Please take the records that follow and repeat exactly the lines starting with the line with "filename src/plucking.rs" and going on through the line with "pub fn stamp_for(&self, index: usize)".

===== MATERIAL FOR THIS EXERCISE

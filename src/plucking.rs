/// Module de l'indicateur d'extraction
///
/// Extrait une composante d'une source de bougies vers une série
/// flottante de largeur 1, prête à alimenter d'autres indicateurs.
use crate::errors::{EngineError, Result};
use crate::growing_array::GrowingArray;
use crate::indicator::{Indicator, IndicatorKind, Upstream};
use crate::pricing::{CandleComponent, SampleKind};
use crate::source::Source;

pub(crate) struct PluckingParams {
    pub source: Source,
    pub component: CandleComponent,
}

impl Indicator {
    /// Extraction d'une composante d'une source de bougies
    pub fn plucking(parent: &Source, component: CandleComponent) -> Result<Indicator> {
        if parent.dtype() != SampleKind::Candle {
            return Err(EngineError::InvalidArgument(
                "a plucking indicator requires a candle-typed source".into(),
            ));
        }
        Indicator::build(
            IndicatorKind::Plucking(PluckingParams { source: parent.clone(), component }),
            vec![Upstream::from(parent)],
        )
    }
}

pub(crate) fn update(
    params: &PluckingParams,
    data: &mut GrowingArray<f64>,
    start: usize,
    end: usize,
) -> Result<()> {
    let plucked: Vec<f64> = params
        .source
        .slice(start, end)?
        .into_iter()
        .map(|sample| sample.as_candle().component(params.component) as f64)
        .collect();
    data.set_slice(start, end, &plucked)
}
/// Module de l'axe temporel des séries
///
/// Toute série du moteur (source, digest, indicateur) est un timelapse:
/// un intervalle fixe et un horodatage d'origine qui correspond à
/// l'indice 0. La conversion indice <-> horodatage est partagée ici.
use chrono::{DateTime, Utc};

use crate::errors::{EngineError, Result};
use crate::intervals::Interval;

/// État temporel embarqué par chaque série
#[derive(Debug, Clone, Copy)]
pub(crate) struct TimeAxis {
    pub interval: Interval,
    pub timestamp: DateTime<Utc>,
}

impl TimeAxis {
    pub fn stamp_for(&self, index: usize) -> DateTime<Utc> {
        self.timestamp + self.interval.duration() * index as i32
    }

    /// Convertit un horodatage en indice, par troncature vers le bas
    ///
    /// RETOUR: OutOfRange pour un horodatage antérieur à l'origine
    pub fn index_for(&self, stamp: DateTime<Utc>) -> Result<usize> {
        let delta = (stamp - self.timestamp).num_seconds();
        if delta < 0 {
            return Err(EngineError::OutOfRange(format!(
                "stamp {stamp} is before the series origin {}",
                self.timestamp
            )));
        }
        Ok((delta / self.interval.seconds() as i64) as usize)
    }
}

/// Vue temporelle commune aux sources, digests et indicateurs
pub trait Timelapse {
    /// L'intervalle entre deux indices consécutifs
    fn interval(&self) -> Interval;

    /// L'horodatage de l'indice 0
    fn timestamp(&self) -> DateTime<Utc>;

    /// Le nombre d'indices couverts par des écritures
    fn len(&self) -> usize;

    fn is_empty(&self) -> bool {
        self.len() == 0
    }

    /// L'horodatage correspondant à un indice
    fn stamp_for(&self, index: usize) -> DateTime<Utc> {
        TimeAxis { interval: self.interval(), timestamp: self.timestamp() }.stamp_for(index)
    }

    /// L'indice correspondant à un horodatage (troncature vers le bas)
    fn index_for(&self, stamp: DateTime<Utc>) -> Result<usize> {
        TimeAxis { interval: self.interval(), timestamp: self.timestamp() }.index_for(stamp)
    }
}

==========
===== MATERIAL FOR THIS EXERCISE

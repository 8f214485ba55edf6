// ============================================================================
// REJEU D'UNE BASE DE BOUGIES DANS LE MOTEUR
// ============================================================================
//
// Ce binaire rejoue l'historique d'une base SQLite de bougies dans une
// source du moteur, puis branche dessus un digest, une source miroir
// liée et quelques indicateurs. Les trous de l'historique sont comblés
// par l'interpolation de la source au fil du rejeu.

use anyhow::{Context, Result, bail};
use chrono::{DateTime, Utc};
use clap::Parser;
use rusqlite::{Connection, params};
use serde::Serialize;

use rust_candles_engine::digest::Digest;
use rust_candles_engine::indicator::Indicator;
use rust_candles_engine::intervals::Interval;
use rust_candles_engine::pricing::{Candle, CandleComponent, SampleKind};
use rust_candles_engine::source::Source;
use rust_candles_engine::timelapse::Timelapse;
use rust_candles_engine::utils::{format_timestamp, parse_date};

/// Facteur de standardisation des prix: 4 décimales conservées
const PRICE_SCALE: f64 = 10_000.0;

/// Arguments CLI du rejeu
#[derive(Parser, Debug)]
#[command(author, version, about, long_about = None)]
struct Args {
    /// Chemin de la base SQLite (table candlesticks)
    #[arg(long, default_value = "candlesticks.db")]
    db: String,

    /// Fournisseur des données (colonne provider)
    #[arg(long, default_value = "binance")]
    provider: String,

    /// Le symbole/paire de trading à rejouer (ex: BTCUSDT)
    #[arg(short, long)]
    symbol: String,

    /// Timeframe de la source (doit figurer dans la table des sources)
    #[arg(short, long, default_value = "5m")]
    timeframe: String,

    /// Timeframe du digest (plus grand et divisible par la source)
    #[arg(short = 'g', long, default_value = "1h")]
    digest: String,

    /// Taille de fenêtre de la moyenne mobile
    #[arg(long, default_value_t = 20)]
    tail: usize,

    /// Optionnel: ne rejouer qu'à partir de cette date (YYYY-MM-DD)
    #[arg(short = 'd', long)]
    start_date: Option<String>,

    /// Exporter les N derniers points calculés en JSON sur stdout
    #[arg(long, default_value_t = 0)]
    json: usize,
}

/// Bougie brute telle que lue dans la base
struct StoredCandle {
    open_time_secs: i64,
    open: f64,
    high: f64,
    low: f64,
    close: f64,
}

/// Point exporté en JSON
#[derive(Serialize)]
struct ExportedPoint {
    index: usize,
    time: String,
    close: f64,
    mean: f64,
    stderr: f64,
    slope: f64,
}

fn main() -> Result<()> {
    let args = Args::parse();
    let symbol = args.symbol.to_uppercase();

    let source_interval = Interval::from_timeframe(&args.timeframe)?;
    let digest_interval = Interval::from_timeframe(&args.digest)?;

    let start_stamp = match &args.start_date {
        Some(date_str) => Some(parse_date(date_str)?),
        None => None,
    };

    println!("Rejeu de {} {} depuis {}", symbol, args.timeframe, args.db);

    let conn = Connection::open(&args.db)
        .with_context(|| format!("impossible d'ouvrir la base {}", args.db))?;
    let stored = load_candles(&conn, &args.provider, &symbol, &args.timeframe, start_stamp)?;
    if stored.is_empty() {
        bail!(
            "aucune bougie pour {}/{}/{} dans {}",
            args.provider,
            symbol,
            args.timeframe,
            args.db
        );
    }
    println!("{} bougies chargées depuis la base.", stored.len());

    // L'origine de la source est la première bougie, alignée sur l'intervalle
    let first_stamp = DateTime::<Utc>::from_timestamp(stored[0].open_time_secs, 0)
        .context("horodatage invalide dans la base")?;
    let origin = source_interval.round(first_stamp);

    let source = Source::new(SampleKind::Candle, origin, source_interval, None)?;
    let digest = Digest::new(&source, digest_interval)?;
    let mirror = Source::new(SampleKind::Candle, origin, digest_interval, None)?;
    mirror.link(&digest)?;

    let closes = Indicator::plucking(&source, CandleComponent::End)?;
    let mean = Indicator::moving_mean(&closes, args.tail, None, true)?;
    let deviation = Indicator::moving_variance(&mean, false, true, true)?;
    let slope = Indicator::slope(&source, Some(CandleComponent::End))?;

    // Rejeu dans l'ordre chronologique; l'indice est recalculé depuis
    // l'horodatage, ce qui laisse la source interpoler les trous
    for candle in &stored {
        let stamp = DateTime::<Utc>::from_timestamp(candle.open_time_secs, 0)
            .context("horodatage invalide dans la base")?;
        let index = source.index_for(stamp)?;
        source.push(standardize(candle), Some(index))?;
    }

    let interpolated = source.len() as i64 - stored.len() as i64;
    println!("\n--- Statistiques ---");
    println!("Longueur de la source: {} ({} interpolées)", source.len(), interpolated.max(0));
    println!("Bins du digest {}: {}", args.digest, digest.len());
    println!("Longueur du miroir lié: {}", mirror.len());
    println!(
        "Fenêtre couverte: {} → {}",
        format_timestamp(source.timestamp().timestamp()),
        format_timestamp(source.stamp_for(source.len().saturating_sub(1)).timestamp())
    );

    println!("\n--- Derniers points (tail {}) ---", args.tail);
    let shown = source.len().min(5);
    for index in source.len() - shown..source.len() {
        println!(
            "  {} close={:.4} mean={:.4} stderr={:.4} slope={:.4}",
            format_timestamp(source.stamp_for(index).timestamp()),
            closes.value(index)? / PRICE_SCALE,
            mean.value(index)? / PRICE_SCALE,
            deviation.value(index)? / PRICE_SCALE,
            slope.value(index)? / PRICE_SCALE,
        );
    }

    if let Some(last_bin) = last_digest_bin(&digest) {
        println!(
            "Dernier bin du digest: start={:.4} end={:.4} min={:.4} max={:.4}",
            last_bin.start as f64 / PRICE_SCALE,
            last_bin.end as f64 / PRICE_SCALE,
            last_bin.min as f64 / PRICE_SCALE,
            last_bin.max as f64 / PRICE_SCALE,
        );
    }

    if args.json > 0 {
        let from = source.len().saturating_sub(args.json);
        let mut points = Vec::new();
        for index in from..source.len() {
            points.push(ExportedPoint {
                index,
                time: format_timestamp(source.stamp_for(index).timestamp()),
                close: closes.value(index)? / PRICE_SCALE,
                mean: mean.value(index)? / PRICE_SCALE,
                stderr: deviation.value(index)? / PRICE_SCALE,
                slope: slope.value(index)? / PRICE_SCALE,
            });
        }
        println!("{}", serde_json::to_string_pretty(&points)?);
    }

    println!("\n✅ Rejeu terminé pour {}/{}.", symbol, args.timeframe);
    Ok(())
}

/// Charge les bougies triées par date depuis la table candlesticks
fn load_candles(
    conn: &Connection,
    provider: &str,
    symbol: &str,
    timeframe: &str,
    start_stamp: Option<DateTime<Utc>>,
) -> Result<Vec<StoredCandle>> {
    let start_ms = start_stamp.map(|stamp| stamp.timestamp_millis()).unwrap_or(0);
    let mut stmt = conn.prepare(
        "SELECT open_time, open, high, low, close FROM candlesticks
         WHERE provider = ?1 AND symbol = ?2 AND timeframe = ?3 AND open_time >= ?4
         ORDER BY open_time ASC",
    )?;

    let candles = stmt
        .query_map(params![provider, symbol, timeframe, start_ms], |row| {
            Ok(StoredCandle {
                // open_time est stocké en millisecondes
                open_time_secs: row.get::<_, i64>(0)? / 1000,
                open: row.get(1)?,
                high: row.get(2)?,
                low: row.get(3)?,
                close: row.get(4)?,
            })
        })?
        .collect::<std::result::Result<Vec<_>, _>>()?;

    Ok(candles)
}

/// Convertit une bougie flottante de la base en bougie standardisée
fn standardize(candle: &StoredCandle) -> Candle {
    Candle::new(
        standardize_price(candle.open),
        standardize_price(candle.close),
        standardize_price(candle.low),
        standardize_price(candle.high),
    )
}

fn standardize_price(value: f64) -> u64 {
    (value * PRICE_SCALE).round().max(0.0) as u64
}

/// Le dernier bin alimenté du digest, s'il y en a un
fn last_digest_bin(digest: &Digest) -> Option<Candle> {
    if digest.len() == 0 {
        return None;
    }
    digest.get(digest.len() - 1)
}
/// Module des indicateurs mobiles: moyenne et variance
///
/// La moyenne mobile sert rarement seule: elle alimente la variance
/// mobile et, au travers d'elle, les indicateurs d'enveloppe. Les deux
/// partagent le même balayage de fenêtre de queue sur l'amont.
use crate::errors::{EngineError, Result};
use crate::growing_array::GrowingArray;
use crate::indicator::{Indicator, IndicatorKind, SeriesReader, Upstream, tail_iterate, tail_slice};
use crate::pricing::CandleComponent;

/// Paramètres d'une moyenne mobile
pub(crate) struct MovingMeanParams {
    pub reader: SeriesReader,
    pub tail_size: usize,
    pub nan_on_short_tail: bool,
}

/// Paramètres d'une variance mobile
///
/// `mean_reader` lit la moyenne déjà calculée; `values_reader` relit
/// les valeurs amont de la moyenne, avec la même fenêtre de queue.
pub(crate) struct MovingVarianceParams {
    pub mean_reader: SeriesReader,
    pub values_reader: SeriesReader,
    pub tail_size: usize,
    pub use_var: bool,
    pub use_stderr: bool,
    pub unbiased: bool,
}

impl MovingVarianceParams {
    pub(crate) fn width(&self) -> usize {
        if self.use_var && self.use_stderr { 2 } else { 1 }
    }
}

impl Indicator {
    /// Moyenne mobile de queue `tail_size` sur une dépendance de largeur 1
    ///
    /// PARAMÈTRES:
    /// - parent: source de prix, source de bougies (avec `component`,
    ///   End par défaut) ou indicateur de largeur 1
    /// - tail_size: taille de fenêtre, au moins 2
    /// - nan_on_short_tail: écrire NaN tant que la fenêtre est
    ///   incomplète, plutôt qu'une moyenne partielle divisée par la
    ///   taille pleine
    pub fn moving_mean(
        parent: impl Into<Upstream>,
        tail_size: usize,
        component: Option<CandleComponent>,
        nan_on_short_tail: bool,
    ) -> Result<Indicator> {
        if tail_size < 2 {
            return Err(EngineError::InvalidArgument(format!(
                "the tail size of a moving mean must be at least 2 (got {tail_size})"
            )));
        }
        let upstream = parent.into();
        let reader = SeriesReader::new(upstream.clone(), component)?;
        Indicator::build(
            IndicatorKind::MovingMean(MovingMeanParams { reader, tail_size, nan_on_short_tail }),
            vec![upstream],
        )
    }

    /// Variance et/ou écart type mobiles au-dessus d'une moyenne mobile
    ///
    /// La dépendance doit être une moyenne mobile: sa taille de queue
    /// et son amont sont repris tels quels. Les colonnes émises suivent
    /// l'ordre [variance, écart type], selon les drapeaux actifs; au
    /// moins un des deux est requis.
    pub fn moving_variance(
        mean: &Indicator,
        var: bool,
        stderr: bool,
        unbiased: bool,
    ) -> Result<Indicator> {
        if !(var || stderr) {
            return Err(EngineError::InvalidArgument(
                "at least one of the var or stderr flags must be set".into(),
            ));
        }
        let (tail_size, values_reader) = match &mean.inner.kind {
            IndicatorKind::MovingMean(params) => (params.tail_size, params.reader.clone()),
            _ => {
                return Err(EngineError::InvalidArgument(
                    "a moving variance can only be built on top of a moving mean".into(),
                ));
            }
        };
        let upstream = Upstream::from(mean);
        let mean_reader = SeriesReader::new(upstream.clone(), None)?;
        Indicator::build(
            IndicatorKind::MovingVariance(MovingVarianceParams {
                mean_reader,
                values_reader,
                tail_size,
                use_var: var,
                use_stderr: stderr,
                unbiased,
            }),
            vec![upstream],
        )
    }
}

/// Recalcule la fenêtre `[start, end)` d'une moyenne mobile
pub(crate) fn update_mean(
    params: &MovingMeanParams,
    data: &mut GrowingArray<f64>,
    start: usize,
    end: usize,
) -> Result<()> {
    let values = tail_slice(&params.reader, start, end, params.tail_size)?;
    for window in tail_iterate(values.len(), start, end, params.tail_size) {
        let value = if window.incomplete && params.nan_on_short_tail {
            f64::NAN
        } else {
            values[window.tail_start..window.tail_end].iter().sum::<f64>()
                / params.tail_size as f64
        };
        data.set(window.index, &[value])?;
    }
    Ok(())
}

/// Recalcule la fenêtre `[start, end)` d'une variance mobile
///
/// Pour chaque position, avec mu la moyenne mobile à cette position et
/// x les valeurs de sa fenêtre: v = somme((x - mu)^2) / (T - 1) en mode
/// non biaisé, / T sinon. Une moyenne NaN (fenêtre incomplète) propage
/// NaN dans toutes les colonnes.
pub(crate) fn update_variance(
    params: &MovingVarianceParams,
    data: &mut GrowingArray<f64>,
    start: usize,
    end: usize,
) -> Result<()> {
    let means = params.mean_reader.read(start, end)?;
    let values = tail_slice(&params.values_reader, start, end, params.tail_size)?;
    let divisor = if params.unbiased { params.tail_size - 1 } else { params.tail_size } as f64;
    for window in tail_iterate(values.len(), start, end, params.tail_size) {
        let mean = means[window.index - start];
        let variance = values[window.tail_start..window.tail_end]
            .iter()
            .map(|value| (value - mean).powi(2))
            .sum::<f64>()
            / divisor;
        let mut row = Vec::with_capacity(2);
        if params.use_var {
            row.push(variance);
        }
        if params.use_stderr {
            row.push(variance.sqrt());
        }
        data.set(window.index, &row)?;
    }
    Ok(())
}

==========

▶ [SOLVED PROBLEM]:
filename src/plucking.rs
/// Module de l'indicateur d'extraction
///
/// Extrait une composante d'une source de bougies vers une série
/// flottante de largeur 1, prête à alimenter d'autres indicateurs.
use crate::errors::{EngineError, Result};
use crate::growing_array::GrowingArray;
use crate::indicator::{Indicator, IndicatorKind, Upstream};
use crate::pricing::{CandleComponent, SampleKind};
use crate::source::Source;

pub(crate) struct PluckingParams {
    pub source: Source,
    pub component: CandleComponent,
}

impl Indicator {
    /// Extraction d'une composante d'une source de bougies
    pub fn plucking(parent: &Source, component: CandleComponent) -> Result<Indicator> {
        if parent.dtype() != SampleKind::Candle {
            return Err(EngineError::InvalidArgument(
                "a plucking indicator requires a candle-typed source".into(),
            ));
        }
        Indicator::build(
            IndicatorKind::Plucking(PluckingParams { source: parent.clone(), component }),
            vec![Upstream::from(parent)],
        )
    }
}

pub(crate) fn update(
    params: &PluckingParams,
    data: &mut GrowingArray<f64>,
    start: usize,
    end: usize,
) -> Result<()> {
    let plucked: Vec<f64> = params
        .source
        .slice(start, end)?
        .into_iter()
        .map(|sample| sample.as_candle().component(params.component) as f64)
        .collect();
    data.set_slice(start, end, &plucked)
}
/// Module de l'axe temporel des séries
///
/// Toute série du moteur (source, digest, indicateur) est un timelapse:
/// un intervalle fixe et un horodatage d'origine qui correspond à
/// l'indice 0. La conversion indice <-> horodatage est partagée ici.
use chrono::{DateTime, Utc};

use crate::errors::{EngineError, Result};
use crate::intervals::Interval;

/// État temporel embarqué par chaque série
#[derive(Debug, Clone, Copy)]
pub(crate) struct TimeAxis {
    pub interval: Interval,
    pub timestamp: DateTime<Utc>,
}

impl TimeAxis {
    pub fn stamp_for(&self, index: usize) -> DateTime<Utc> {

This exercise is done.